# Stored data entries
--------------------
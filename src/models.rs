use std::str::FromStr;

use chrono::{DateTime, Utc};
use serde::{Deserialize, Serialize};

#[derive(Debug, Clone, Copy, Serialize, Deserialize, PartialEq, Eq)]
#[serde(rename_all = "snake_case")]
pub enum ConnectStatus {
    Pending,
    InProgress,
    Sent,
    Failed,
}

impl ConnectStatus {
    pub fn as_str(self) -> &'static str {
        match self {
            Self::Pending => "pending",
            Self::InProgress => "in_progress",
            Self::Sent => "sent",
            Self::Failed => "failed",
        }
    }

    pub fn is_terminal(self) -> bool {
        matches!(self, Self::Sent | Self::Failed)
    }
}

impl FromStr for ConnectStatus {
    type Err = ();

    fn from_str(s: &str) -> Result<Self, Self::Err> {
        Ok(match s {
            "pending" => Self::Pending,
            "in_progress" => Self::InProgress,
            "sent" => Self::Sent,
            "failed" => Self::Failed,
            _ => return Err(()),
        })
    }
}

#[derive(Debug, Clone, Copy, Serialize, Deserialize, PartialEq, Eq)]
#[serde(rename_all = "snake_case")]
pub enum RunStatus {
    Running,
    Done,
    Error,
}

impl RunStatus {
    pub fn as_str(self) -> &'static str {
        match self {
            Self::Running => "running",
            Self::Done => "done",
            Self::Error => "error",
        }
    }

    pub fn is_terminal(self) -> bool {
        matches!(self, Self::Done | Self::Error)
    }
}

impl FromStr for RunStatus {
    type Err = ();

    fn from_str(s: &str) -> Result<Self, Self::Err> {
        Ok(match s {
            "running" => Self::Running,
            "done" => Self::Done,
            "error" => Self::Error,
            _ => return Err(()),
        })
    }
}

/// Where a batch of leads came from. Doubles as the `source` of the
/// extraction run that produced them.
#[derive(Debug, Clone, Copy, Serialize, Deserialize, PartialEq, Eq)]
#[serde(rename_all = "snake_case")]
pub enum LeadSource {
    LinkedinSearch,
    SalesNavigator,
    CompanyEmployees,
}

impl LeadSource {
    pub fn as_str(self) -> &'static str {
        match self {
            Self::LinkedinSearch => "linkedin_search",
            Self::SalesNavigator => "sales_navigator",
            Self::CompanyEmployees => "company_employees",
        }
    }

    /// Classify a pasted LinkedIn URL by its path.
    pub fn from_url(url: &str) -> Self {
        if url.contains("/sales/") {
            Self::SalesNavigator
        } else if url.contains("/company/") {
            Self::CompanyEmployees
        } else {
            Self::LinkedinSearch
        }
    }
}

impl FromStr for LeadSource {
    type Err = ();

    fn from_str(s: &str) -> Result<Self, Self::Err> {
        Ok(match s {
            "linkedin_search" => Self::LinkedinSearch,
            "sales_navigator" => Self::SalesNavigator,
            "company_employees" => Self::CompanyEmployees,
            _ => return Err(()),
        })
    }
}

/// Minimal lead identity as the scheduler needs it. Full profile
/// attributes live with the enrichment collaborator, not here.
#[derive(Debug, Clone, Serialize, Deserialize)]
pub struct Lead {
    pub linkedin_url: Option<String>,
    pub full_name: String,
    pub headline: Option<String>,
    pub source: LeadSource,
    pub scraped_at: DateTime<Utc>,
}

impl Lead {
    pub fn new(
        linkedin_url: Option<&str>,
        full_name: impl Into<String>,
        headline: Option<&str>,
        source: LeadSource,
    ) -> Self {
        Self {
            linkedin_url: linkedin_url.and_then(normalize_linkedin_url),
            full_name: full_name.into(),
            headline: headline.map(str::to_string),
            source,
            scraped_at: Utc::now(),
        }
    }

    /// Stable identity for upserts: the normalized profile URL when we
    /// have one, otherwise the bare name.
    pub fn dedup_key(&self) -> String {
        match &self.linkedin_url {
            Some(url) => url.clone(),
            None => format!("{}|", self.full_name),
        }
    }
}

#[derive(Debug, Clone, Serialize)]
pub struct LeadRow {
    pub id: i64,
    pub linkedin_url: Option<String>,
    pub full_name: String,
    pub headline: Option<String>,
    pub source: LeadSource,
    pub scraped_at: DateTime<Utc>,
}

/// One connect-request task. Never deleted by the scheduler; `failed`
/// rows are revived only through re-enqueue.
#[derive(Debug, Clone, Serialize)]
pub struct QueueItem {
    pub id: i64,
    pub lead_id: i64,
    pub linkedin_url: String,
    pub full_name: String,
    pub note: Option<String>,
    pub status: ConnectStatus,
    pub claimed_at: Option<DateTime<Utc>>,
    pub sent_at: Option<DateTime<Utc>>,
    pub error: Option<String>,
    pub created_at: DateTime<Utc>,
}

#[derive(Debug, Clone, Copy, Default, Serialize)]
pub struct QueueStats {
    pub pending: i64,
    pub sent: i64,
    pub failed: i64,
}

/// Result of an enqueue call. Fresh inserts and failed-row retries are
/// tracked separately; the wire payload reports their sum as `added`.
#[derive(Debug, Clone, Copy, Default)]
pub struct EnqueueOutcome {
    pub inserted: u64,
    pub retried: u64,
}

impl EnqueueOutcome {
    pub fn added(self) -> u64 {
        self.inserted + self.retried
    }
}

/// One extraction invocation, from start to terminal completion.
#[derive(Debug, Clone, Serialize)]
pub struct RunRecord {
    pub id: i64,
    pub source: LeadSource,
    pub input: String,
    pub status: RunStatus,
    pub leads_found: i64,
    pub leads_enriched: i64,
    pub error: Option<String>,
    pub output_paths: Vec<String>,
    pub started_at: DateTime<Utc>,
    pub finished_at: Option<DateTime<Utc>>,
}

/// Snapshot returned by every worker control call.
#[derive(Debug, Clone, Serialize, PartialEq)]
pub struct WorkerState {
    pub running: bool,
    pub paused: bool,
    pub last_sent: Option<DateTime<Utc>>,
    pub sends_today: i64,
    pub daily_limit: u32,
    pub pending: i64,
    pub sent: i64,
    pub failed: i64,
}

#[derive(Debug, Clone, Deserialize)]
pub struct SearchRequest {
    #[serde(default)]
    pub keywords: String,
    #[serde(default)]
    pub title: String,
    #[serde(default)]
    pub location: String,
    #[serde(default)]
    pub industry: String,
    #[serde(default)]
    pub company: String,
    #[serde(default = "default_max_pages")]
    pub max_pages: u32,
}

fn default_max_pages() -> u32 {
    5
}

impl SearchRequest {
    /// Concise query text for the run record.
    pub fn describe(&self) -> String {
        let mut bits = Vec::new();
        if !self.keywords.trim().is_empty() {
            bits.push(self.keywords.trim().to_string());
        }
        if !self.title.trim().is_empty() {
            bits.push(format!("title:{}", self.title.trim()));
        }
        if !self.location.trim().is_empty() {
            bits.push(format!("location:{}", self.location.trim()));
        }
        if !self.company.trim().is_empty() {
            bits.push(format!("company:{}", self.company.trim()));
        }
        if !self.industry.trim().is_empty() {
            bits.push(format!("industry:{}", self.industry.trim()));
        }
        if bits.is_empty() {
            "search".to_string()
        } else {
            bits.join(", ")
        }
    }
}

/// Normalize a LinkedIn profile/search URL to its canonical absolute
/// form. Queue dedup relies on this being stable across input styles.
pub fn normalize_linkedin_url(raw: &str) -> Option<String> {
    let trimmed = raw.trim();
    if trimmed.is_empty() {
        return None;
    }

    let mut url = if let Some(rest) = trimmed.strip_prefix("//") {
        format!("https://{rest}")
    } else if trimmed.starts_with('/') {
        format!("https://www.linkedin.com{trimmed}")
    } else if trimmed.starts_with("linkedin.com") || trimmed.starts_with("www.linkedin.com") {
        format!("https://{trimmed}")
    } else {
        trimmed.to_string()
    };

    if let Some(idx) = url.find('?') {
        url.truncate(idx);
    }
    while url.ends_with('/') {
        url.pop();
    }

    for prefix in [
        "http://www.linkedin.com",
        "http://linkedin.com",
        "https://linkedin.com",
    ] {
        if let Some(rest) = url.strip_prefix(prefix) {
            url = format!("https://www.linkedin.com{rest}");
            break;
        }
    }

    Some(url)
}

#[cfg(test)]
mod tests {
    use super::*;

    #[test]
    fn normalizes_relative_and_bare_urls() {
        let cases = [
            ("/in/jane-doe/", "https://www.linkedin.com/in/jane-doe"),
            (
                "//www.linkedin.com/in/jane-doe",
                "https://www.linkedin.com/in/jane-doe",
            ),
            ("linkedin.com/in/jane-doe", "https://www.linkedin.com/in/jane-doe"),
            (
                "www.linkedin.com/in/jane-doe",
                "https://www.linkedin.com/in/jane-doe",
            ),
            (
                "http://linkedin.com/in/jane-doe",
                "https://www.linkedin.com/in/jane-doe",
            ),
            (
                "https://www.linkedin.com/in/jane-doe?miniProfileUrn=urn%3Ali",
                "https://www.linkedin.com/in/jane-doe",
            ),
        ];
        for (input, expected) in cases {
            assert_eq!(
                normalize_linkedin_url(input).as_deref(),
                Some(expected),
                "input {input}"
            );
        }
    }

    #[test]
    fn normalize_rejects_empty() {
        assert_eq!(normalize_linkedin_url(""), None);
        assert_eq!(normalize_linkedin_url("   "), None);
    }

    #[test]
    fn dedup_key_prefers_url() {
        let lead = Lead::new(
            Some("/in/jane-doe"),
            "Jane Doe",
            None,
            LeadSource::LinkedinSearch,
        );
        assert_eq!(lead.dedup_key(), "https://www.linkedin.com/in/jane-doe");

        let no_url = Lead::new(None, "Jane Doe", None, LeadSource::LinkedinSearch);
        assert_eq!(no_url.dedup_key(), "Jane Doe|");
    }

    #[test]
    fn source_from_url() {
        assert_eq!(
            LeadSource::from_url("https://www.linkedin.com/sales/search/people?query=x"),
            LeadSource::SalesNavigator
        );
        assert_eq!(
            LeadSource::from_url("https://www.linkedin.com/company/acme/people/"),
            LeadSource::CompanyEmployees
        );
        assert_eq!(
            LeadSource::from_url("https://www.linkedin.com/search/results/people/?keywords=x"),
            LeadSource::LinkedinSearch
        );
    }

    #[test]
    fn search_request_describe_joins_fields() {
        let req = SearchRequest {
            keywords: "fintech".into(),
            title: "CTO".into(),
            location: String::new(),
            industry: String::new(),
            company: String::new(),
            max_pages: 5,
        };
        assert_eq!(req.describe(), "fintech, title:CTO");
    }

    #[test]
    fn statuses_round_trip() {
        for status in [
            ConnectStatus::Pending,
            ConnectStatus::InProgress,
            ConnectStatus::Sent,
            ConnectStatus::Failed,
        ] {
            assert_eq!(status.as_str().parse::<ConnectStatus>(), Ok(status));
        }
        for status in [RunStatus::Running, RunStatus::Done, RunStatus::Error] {
            assert_eq!(status.as_str().parse::<RunStatus>(), Ok(status));
        }
    }
}
use std::path::PathBuf;
use std::process::Stdio;
use std::time::Duration;

use anyhow::{Context, Result, anyhow, bail};
use async_trait::async_trait;
use serde::Serialize;
use serde_json::{Value, json};
use tokio::io::{AsyncBufReadExt, AsyncWriteExt, BufReader, Lines};
use tokio::process::{Child, ChildStdin, ChildStdout, Command};
use tokio::sync::Mutex;
use tracing::{debug, warn};

use crate::config::AppConfig;

/// Login-session health as reported by the automation helper.
#[derive(Debug, Clone, Copy, Serialize, PartialEq, Eq)]
#[serde(rename_all = "snake_case")]
pub enum SessionStatus {
    Connected,
    Expired,
    Unknown,
}

impl SessionStatus {
    pub fn as_str(self) -> &'static str {
        match self {
            Self::Connected => "connected",
            Self::Expired => "expired",
            Self::Unknown => "unknown",
        }
    }
}

/// What the profile page says about our relationship with the lead.
#[derive(Debug, Clone, Copy, PartialEq, Eq)]
pub enum RelationshipState {
    /// Invite already pending, or already connected. Nothing to send.
    PendingOrConnected,
    /// A connect action should exist.
    Connectable,
}

/// Browser-automation primitives the connect worker drives, one visit
/// at a time. Implementations own the actual browser; the worker owns
/// the flow and its outcome interpretation.
#[async_trait]
pub trait BrowserDriver: Send + Sync {
    /// Open the profile page, starting a visit. Any previous visit is
    /// discarded.
    async fn open_profile(&self, url: &str) -> Result<()>;

    async fn relationship_state(&self) -> Result<RelationshipState>;

    /// Locate a connect action, checking the primary placement first
    /// and the overflow menu as fallback. `false` means no action
    /// anywhere on the page.
    async fn locate_connect_action(&self) -> Result<bool>;

    async fn open_invite(&self) -> Result<()>;

    async fn submit_invite(&self, note: Option<&str>) -> Result<()>;

    /// Check post-submit page state for evidence the invite went out.
    async fn verify_sent(&self) -> Result<bool>;

    /// Tear down the current visit. Always called after a flow, even a
    /// failed one.
    async fn close_visit(&self) -> Result<()>;

    async fn session_status(&self) -> Result<SessionStatus>;
}

/// Drives the browser through an external helper process speaking
/// JSON lines over stdio. One helper process per profile visit; each
/// primitive is a request/response pair with a bounded wait.
pub struct HelperDriver {
    cmd: String,
    base_args: Vec<String>,
    session_dir: PathBuf,
    headless: bool,
    op_timeout: Duration,
    visit: Mutex<Option<VisitProcess>>,
}

struct VisitProcess {
    child: Child,
    stdin: ChildStdin,
    stdout: Lines<BufReader<ChildStdout>>,
}

impl HelperDriver {
    pub fn from_config(config: &AppConfig) -> Self {
        Self {
            cmd: config.browser_helper_cmd.clone(),
            base_args: config.helper_args(),
            session_dir: config.session_dir(),
            headless: config.browser_headless,
            op_timeout: Duration::from_secs(config.browser_timeout_seconds),
            visit: Mutex::new(None),
        }
    }

    fn command(&self) -> Command {
        let mut cmd = Command::new(&self.cmd);
        cmd.args(&self.base_args);
        cmd
    }

    async fn spawn_visit(&self, url: &str) -> Result<VisitProcess> {
        let mut cmd = self.command();
        cmd.arg("visit")
            .arg("--profile-dir")
            .arg(&self.session_dir)
            .arg("--url")
            .arg(url);
        if self.headless {
            cmd.arg("--headless");
        }
        cmd.stdin(Stdio::piped())
            .stdout(Stdio::piped())
            .stderr(Stdio::piped())
            .kill_on_drop(true);

        let mut child = cmd
            .spawn()
            .with_context(|| format!("failed spawning browser helper '{}'", self.cmd))?;

        let stdin = child.stdin.take().context("helper stdin unavailable")?;
        let stdout = child.stdout.take().context("helper stdout unavailable")?;
        if let Some(stderr) = child.stderr.take() {
            tokio::spawn(async move {
                let mut lines = BufReader::new(stderr).lines();
                while let Ok(Some(line)) = lines.next_line().await {
                    debug!(source = "browser-helper", "{line}");
                }
            });
        }

        let mut visit = VisitProcess {
            child,
            stdin,
            stdout: BufReader::new(stdout).lines(),
        };

        // The helper reports once the page is loaded.
        let ready = self.read_response(&mut visit).await?;
        if ready.get("event").and_then(Value::as_str) != Some("ready") {
            bail!("helper did not report ready, got: {ready}");
        }
        Ok(visit)
    }

    async fn read_response(&self, visit: &mut VisitProcess) -> Result<Value> {
        let line = tokio::time::timeout(self.op_timeout, visit.stdout.next_line())
            .await
            .map_err(|_| anyhow!("browser helper timed out after {:?}", self.op_timeout))?
            .context("failed reading from browser helper")?
            .ok_or_else(|| anyhow!("browser helper closed its output"))?;

        let value: Value = serde_json::from_str(line.trim())
            .with_context(|| format!("unparseable helper response: {line}"))?;

        if value.get("ok").and_then(Value::as_bool) == Some(false) {
            let message = value
                .get("error")
                .and_then(Value::as_str)
                .unwrap_or("helper reported failure");
            bail!("{message}");
        }
        Ok(value)
    }

    async fn request(&self, payload: Value) -> Result<Value> {
        let mut slot = self.visit.lock().await;
        let visit = slot
            .as_mut()
            .ok_or_else(|| anyhow!("no browser visit in progress"))?;

        let mut line = payload.to_string();
        line.push('\n');
        visit
            .stdin
            .write_all(line.as_bytes())
            .await
            .context("failed writing to browser helper")?;

        self.read_response(visit).await
    }
}

#[async_trait]
impl BrowserDriver for HelperDriver {
    async fn open_profile(&self, url: &str) -> Result<()> {
        let mut slot = self.visit.lock().await;
        if let Some(mut stale) = slot.take() {
            warn!("discarding unfinished browser visit");
            let _ = stale.child.start_kill();
        }
        *slot = Some(self.spawn_visit(url).await?);
        Ok(())
    }

    async fn relationship_state(&self) -> Result<RelationshipState> {
        let resp = self.request(json!({"op": "relationship-state"})).await?;
        match resp.get("state").and_then(Value::as_str) {
            Some("pending_or_connected") => Ok(RelationshipState::PendingOrConnected),
            Some("connectable") => Ok(RelationshipState::Connectable),
            other => bail!("unexpected relationship state: {other:?}"),
        }
    }

    async fn locate_connect_action(&self) -> Result<bool> {
        let resp = self.request(json!({"op": "locate-connect"})).await?;
        Ok(resp.get("found").and_then(Value::as_bool).unwrap_or(false))
    }

    async fn open_invite(&self) -> Result<()> {
        self.request(json!({"op": "open-invite"})).await?;
        Ok(())
    }

    async fn submit_invite(&self, note: Option<&str>) -> Result<()> {
        self.request(json!({"op": "submit-invite", "note": note})).await?;
        Ok(())
    }

    async fn verify_sent(&self) -> Result<bool> {
        let resp = self.request(json!({"op": "verify-sent"})).await?;
        Ok(resp.get("sent").and_then(Value::as_bool).unwrap_or(false))
    }

    async fn close_visit(&self) -> Result<()> {
        let mut slot = self.visit.lock().await;
        let Some(mut visit) = slot.take() else {
            return Ok(());
        };

        let mut line = json!({"op": "close"}).to_string();
        line.push('\n');
        let _ = visit.stdin.write_all(line.as_bytes()).await;

        match tokio::time::timeout(Duration::from_secs(10), visit.child.wait()).await {
            Ok(Ok(status)) if !status.success() => {
                debug!("browser helper exited with {status}");
            }
            Ok(Ok(_)) => {}
            Ok(Err(err)) => warn!("failed waiting for browser helper: {err:#}"),
            Err(_) => {
                warn!("browser helper did not exit; killing it");
                let _ = visit.child.start_kill();
            }
        }
        Ok(())
    }

    async fn session_status(&self) -> Result<SessionStatus> {
        let mut cmd = self.command();
        cmd.arg("session-status")
            .arg("--profile-dir")
            .arg(&self.session_dir);
        if self.headless {
            cmd.arg("--headless");
        }
        cmd.stdin(Stdio::null())
            .stdout(Stdio::piped())
            .stderr(Stdio::null())
            .kill_on_drop(true);

        let output = tokio::time::timeout(self.op_timeout, cmd.output())
            .await
            .map_err(|_| anyhow!("session check timed out after {:?}", self.op_timeout))?
            .context("failed running session check")?;

        let stdout = String::from_utf8_lossy(&output.stdout);
        let status = stdout
            .lines()
            .rev()
            .find_map(|line| serde_json::from_str::<Value>(line.trim()).ok())
            .and_then(|value| {
                value
                    .get("status")
                    .and_then(Value::as_str)
                    .map(str::to_string)
            });

        Ok(match status.as_deref() {
            Some("connected") => SessionStatus::Connected,
            Some("expired") => SessionStatus::Expired,
            _ => SessionStatus::Unknown,
        })
    }
}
--------------------
# Aim of the task
Go over the entries above and tally the lines holding "warn"; please answer with the number alone.

# Task response
4